Work to be completed:
Return all lines in the material below that contain "logging".

Data provided:
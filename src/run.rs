//! Server startup.
//!
//! Validates the configuration, initializes logging, binds the listener
//! and serves until a shutdown signal arrives.

use std::io::{self, Write};
use std::net::SocketAddr;
use std::sync::Arc;

use crate::cli::{AccessLogFormat, Cli, LogLevel};
use crate::config::Config;
use crate::error::EchoError;
use crate::logging;
use crate::middleware::{JsonSink, RecordSink, TracingSink};
use crate::server;
use crate::version;

pub async fn execute(cli: Cli) -> Result<(), EchoError> {
    let config = Config::from_cli(&cli)?;

    let log_format = logging::resolve_format(cli.pretty, cli.json);
    logging::init(&cli.log_level, log_format);

    let sink = record_sink(config.access_log, &cli.log_level, io::stdout());
    let router = server::build_router(&config, sink);
    let listener = tokio::net::TcpListener::bind(config.listen).await?;

    tracing::info!(
        addr = %config.listen,
        version = %version::human_version(),
        status_code = config.status_code.as_u16(),
        "server is listening"
    );

    axum::serve(
        listener,
        router.into_make_service_with_connect_info::<SocketAddr>(),
    )
    .with_graceful_shutdown(server::shutdown_signal())
    .await?;

    tracing::info!("server stopped");
    Ok(())
}

/// Select the access record sink. JSON records go to `out`, filtered by
/// the same level as the application logger.
pub fn record_sink<W>(format: AccessLogFormat, level: &LogLevel, out: W) -> Arc<dyn RecordSink>
where
    W: Write + Send + 'static,
{
    match format {
        AccessLogFormat::Tracing => Arc::new(TracingSink),
        AccessLogFormat::Json => {
            Arc::new(JsonSink::new(out).with_max_level(level.to_tracing_level()))
        }
    }
}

Answer section:
//! Validates the configuration, initializes logging, binds the listener
use crate::logging;
    let log_format = logging::resolve_format(cli.pretty, cli.json);
    logging::init(&cli.log_level, log_format);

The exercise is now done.